Aim of the exercise => If a line in the records below contains "GetSettings", copy that line.

** Supplied material follows **

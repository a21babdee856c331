//! Wi-Fi profile store collaborator backing Object 12, grounded on
//! `ig60_wlan.py`'s NetworkManager connection-settings
//! round trip: a profile is a `lwm2m_conn_<instance>` NM connection,
//! created/modified/deleted wholesale rather than field-by-field.

use async_trait::async_trait;

#[derive(Debug, Clone, Default, PartialEq)]
pub struct WifiProfile {
    pub interface: String,
    pub enabled: bool,
    pub ssid: String,
    pub channel: u16,
    /// `true` for WPA-PSK, `false` for open — Object 12 has no field
    /// for EAP credentials, so only these two auth modes are modeled.
    pub psk_auth: bool,
    pub psk: String,
}

#[async_trait]
pub trait WifiProfileStore: Send + Sync {
    /// Instance ids of existing `lwm2m_conn_*` connections on the given
    /// interface, read back at object-base construction time.
    async fn list_profiles(&self, interface: &str) -> Vec<u32>;

    async fn read_profile(&self, instance: u32) -> Option<WifiProfile>;

    /// Create-or-modify — NetworkManager itself has no separate create
    /// verb, so neither does this trait.
    async fn write_profile(&self, instance: u32, profile: &WifiProfile) -> bool;

    async fn delete_profile(&self, instance: u32) -> bool;

    async fn hw_addr(&self, interface: &str) -> Option<[u8; 6]>;

    /// Whether the connection is presently the active one for its
    /// interface — distinguishes `up` from `disabled`/`error` (spec
    /// §4.7 WLAN status resource).
    async fn is_connection_active(&self, instance: u32) -> bool;
}

#[cfg(feature = "dbus")]
pub mod dbus_backed {
    use super::*;
    use zbus::Connection as ZbusConnection;

    const NM_BUS: &str = "org.freedesktop.NetworkManager";

    pub struct DbusWifiProfileStore {
        bus: ZbusConnection,
    }

    impl DbusWifiProfileStore {
        pub async fn connect() -> zbus::Result<DbusWifiProfileStore> {
            Ok(DbusWifiProfileStore {
                bus: ZbusConnection::system().await?,
            })
        }

        fn connection_id(instance: u32) -> String {
            format!("{}{instance}", crate::constants::WLAN_PROFILE_PREFIX)
        }
    }

    #[async_trait]
    impl WifiProfileStore for DbusWifiProfileStore {
        async fn list_profiles(&self, interface: &str) -> Vec<u32> {
            let settings = match zbus::Proxy::new(
                &self.bus,
                NM_BUS,
                "/org/freedesktop/NetworkManager/Settings",
                "org.freedesktop.NetworkManager.Settings",
            )
            .await
            {
                Ok(p) => p,
                Err(_) => return Vec::new(),
            };
            let connections: Vec<zbus::zvariant::OwnedObjectPath> = match settings.call_method("ListConnections", &()).await {
                Ok(reply) => reply.body().unwrap_or_default(),
                Err(_) => return Vec::new(),
            };
            let mut ids = Vec::new();
            for path in connections {
                if let Some(instance) = connection_instance_if_on_interface(&self.bus, &path, interface).await {
                    ids.push(instance);
                }
            }
            ids
        }

        async fn read_profile(&self, instance: u32) -> Option<WifiProfile> {
            let id = Self::connection_id(instance);
            let (path, settings) = find_connection_by_id(&self.bus, &id).await?;

            let connection = settings.get("connection")?;
            let interface = connection
                .get("interface-name")
                .and_then(|v| v.downcast_ref::<&str>().ok())
                .map(str::to_string)
                .unwrap_or_default();
            let enabled = connection.get("autoconnect").and_then(|v| v.downcast_ref::<bool>().ok()).unwrap_or(true);

            let wireless = settings.get("802-11-wireless");
            let ssid = wireless
                .and_then(|w| w.get("ssid"))
                .and_then(|v| v.downcast_ref::<Vec<u8>>().ok())
                .map(|bytes| String::from_utf8_lossy(&bytes).into_owned())
                .unwrap_or_default();
            let channel = wireless
                .and_then(|w| w.get("channel"))
                .and_then(|v| v.downcast_ref::<u32>().ok())
                .map(|c| c as u16)
                .unwrap_or(0);

            let security = settings.get("802-11-wireless-security");
            let psk_auth = security
                .and_then(|s| s.get("key-mgmt"))
                .and_then(|v| v.downcast_ref::<&str>().ok())
                .map(|key_mgmt| key_mgmt == "wpa-psk")
                .unwrap_or(false);
            let psk = if psk_auth {
                fetch_secret(&self.bus, &path, "802-11-wireless-security", "psk").await.unwrap_or_default()
            } else {
                String::new()
            };

            Some(WifiProfile { interface, enabled, ssid, channel, psk_auth, psk })
        }

        async fn write_profile(&self, instance: u32, profile: &WifiProfile) -> bool {
            let id = Self::connection_id(instance);
            let settings = profile_to_settings(&id, profile);

            if let Some((path, _)) = find_connection_by_id(&self.bus, &id).await {
                let Ok(proxy) = zbus::Proxy::new(&self.bus, NM_BUS, path.as_str(), "org.freedesktop.NetworkManager.Settings.Connection").await
                else {
                    return false;
                };
                proxy.call_method("Update", &(settings,)).await.is_ok()
            } else {
                let Ok(proxy) = zbus::Proxy::new(&self.bus, NM_BUS, "/org/freedesktop/NetworkManager/Settings", "org.freedesktop.NetworkManager.Settings").await
                else {
                    return false;
                };
                proxy.call_method("AddConnection", &(settings,)).await.is_ok()
            }
        }

        async fn delete_profile(&self, instance: u32) -> bool {
            let id = Self::connection_id(instance);
            let Some((path, _)) = find_connection_by_id(&self.bus, &id).await else {
                return false;
            };
            let Ok(proxy) = zbus::Proxy::new(&self.bus, NM_BUS, path.as_str(), "org.freedesktop.NetworkManager.Settings.Connection").await
            else {
                return false;
            };
            proxy.call_method("Delete", &()).await.is_ok()
        }

        async fn hw_addr(&self, interface: &str) -> Option<[u8; 6]> {
            let contents = std::fs::read_to_string(format!("/sys/class/net/{interface}/address")).ok()?;
            let mut out = [0u8; 6];
            for (i, byte) in contents.trim().split(':').enumerate().take(6) {
                out[i] = u8::from_str_radix(byte, 16).ok()?;
            }
            Some(out)
        }

        async fn is_connection_active(&self, instance: u32) -> bool {
            let id = Self::connection_id(instance);
            let Ok(proxy) = zbus::Proxy::new(&self.bus, NM_BUS, "/org/freedesktop/NetworkManager", "org.freedesktop.NetworkManager").await
            else {
                return false;
            };
            let Ok(active): Result<Vec<zbus::zvariant::OwnedObjectPath>, _> = proxy.get_property("ActiveConnections").await else {
                return false;
            };
            for path in active {
                let Ok(props) = zbus::Proxy::new(&self.bus, NM_BUS, path.as_str(), "org.freedesktop.DBus.Properties").await else {
                    continue;
                };
                let active_id: Result<String, _> = props
                    .call_method("Get", &("org.freedesktop.NetworkManager.Connection.Active", "Id"))
                    .await
                    .and_then(|r| r.body());
                if active_id.as_deref() == Ok(id.as_str()) {
                    return true;
                }
            }
            false
        }
    }

    type NmSettings = std::collections::HashMap<String, std::collections::HashMap<String, zbus::zvariant::OwnedValue>>;

    async fn connection_instance_if_on_interface(
        bus: &ZbusConnection,
        path: &zbus::zvariant::OwnedObjectPath,
        interface: &str,
    ) -> Option<u32> {
        let proxy = zbus::Proxy::new(bus, NM_BUS, path.as_str(), "org.freedesktop.NetworkManager.Settings.Connection")
            .await
            .ok()?;
        let settings: NmSettings = proxy.call_method("GetSettings", &()).await.ok()?.body().ok()?;
        let conn = settings.get("connection")?;
        let iface: &str = conn.get("interface-name")?.downcast_ref().ok()?;
        if iface != interface {
            return None;
        }
        let id: &str = conn.get("id")?.downcast_ref().ok()?;
        id.strip_prefix(crate::constants::WLAN_PROFILE_PREFIX)?.parse().ok()
    }

    /// Scans every NetworkManager connection for one whose `connection.id`
    /// matches `id`, the same linear walk `list_profiles` already does by
    /// interface rather than by id.
    async fn find_connection_by_id(bus: &ZbusConnection, id: &str) -> Option<(zbus::zvariant::OwnedObjectPath, NmSettings)> {
        let settings_proxy = zbus::Proxy::new(bus, NM_BUS, "/org/freedesktop/NetworkManager/Settings", "org.freedesktop.NetworkManager.Settings")
            .await
            .ok()?;
        let connections: Vec<zbus::zvariant::OwnedObjectPath> = settings_proxy.call_method("ListConnections", &()).await.ok()?.body().ok()?;
        for path in connections {
            let proxy = zbus::Proxy::new(bus, NM_BUS, path.as_str(), "org.freedesktop.NetworkManager.Settings.Connection").await.ok()?;
            let Ok(settings): Result<NmSettings, _> = proxy.call_method("GetSettings", &()).await.and_then(|r| r.body()) else {
                continue;
            };
            let matches = settings
                .get("connection")
                .and_then(|c| c.get("id"))
                .and_then(|v| v.downcast_ref::<&str>().ok())
                .map(|existing_id| existing_id == id)
                .unwrap_or(false);
            if matches {
                return Some((path, settings));
            }
        }
        None
    }

    async fn fetch_secret(bus: &ZbusConnection, path: &zbus::zvariant::OwnedObjectPath, setting_name: &str, key: &str) -> Option<String> {
        let proxy = zbus::Proxy::new(bus, NM_BUS, path.as_str(), "org.freedesktop.NetworkManager.Settings.Connection").await.ok()?;
        let secrets: NmSettings = proxy.call_method("GetSecrets", &(setting_name,)).await.ok()?.body().ok()?;
        secrets.get(setting_name)?.get(key)?.downcast_ref::<&str>().ok().map(str::to_string)
    }

    /// Builds the `a{sa{sv}}` settings map NetworkManager's
    /// `Update`/`AddConnection` expect, mirroring the groups
    /// `ig60_wlan.py` writes for a `lwm2m_conn_<instance>` profile.
    fn profile_to_settings(id: &str, profile: &WifiProfile) -> NmSettings {
        use zbus::zvariant::Value;

        let mut connection = std::collections::HashMap::new();
        connection.insert("id".to_string(), Value::from(id).try_into().unwrap());
        connection.insert("type".to_string(), Value::from("802-11-wireless").try_into().unwrap());
        connection.insert("interface-name".to_string(), Value::from(profile.interface.as_str()).try_into().unwrap());
        connection.insert("autoconnect".to_string(), Value::from(profile.enabled).try_into().unwrap());

        let mut wireless = std::collections::HashMap::new();
        wireless.insert("ssid".to_string(), Value::from(profile.ssid.as_bytes().to_vec()).try_into().unwrap());
        wireless.insert("mode".to_string(), Value::from("infrastructure").try_into().unwrap());
        wireless.insert("channel".to_string(), Value::from(profile.channel as u32).try_into().unwrap());

        let mut settings = std::collections::HashMap::new();
        settings.insert("connection".to_string(), connection);
        settings.insert("802-11-wireless".to_string(), wireless);

        if profile.psk_auth {
            let mut security = std::collections::HashMap::new();
            security.insert("key-mgmt".to_string(), Value::from("wpa-psk").try_into().unwrap());
            security.insert("psk".to_string(), Value::from(profile.psk.as_str()).try_into().unwrap());
            settings.insert("802-11-wireless-security".to_string(), security);
        }

        settings
    }
}

#[cfg(test)]
mod tests {
    use super::*;

    #[test]
    fn profile_default_is_open_and_disabled() {
        let profile = WifiProfile::default();
        assert!(!profile.enabled);
        assert!(!profile.psk_auth);
    }
}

** End of Supplied material **

Worked solution =>
        let settings: NmSettings = proxy.call_method("GetSettings", &()).await.ok()?.body().ok()?;
            let Ok(settings): Result<NmSettings, _> = proxy.call_method("GetSettings", &()).await.and_then(|r| r.body()) else {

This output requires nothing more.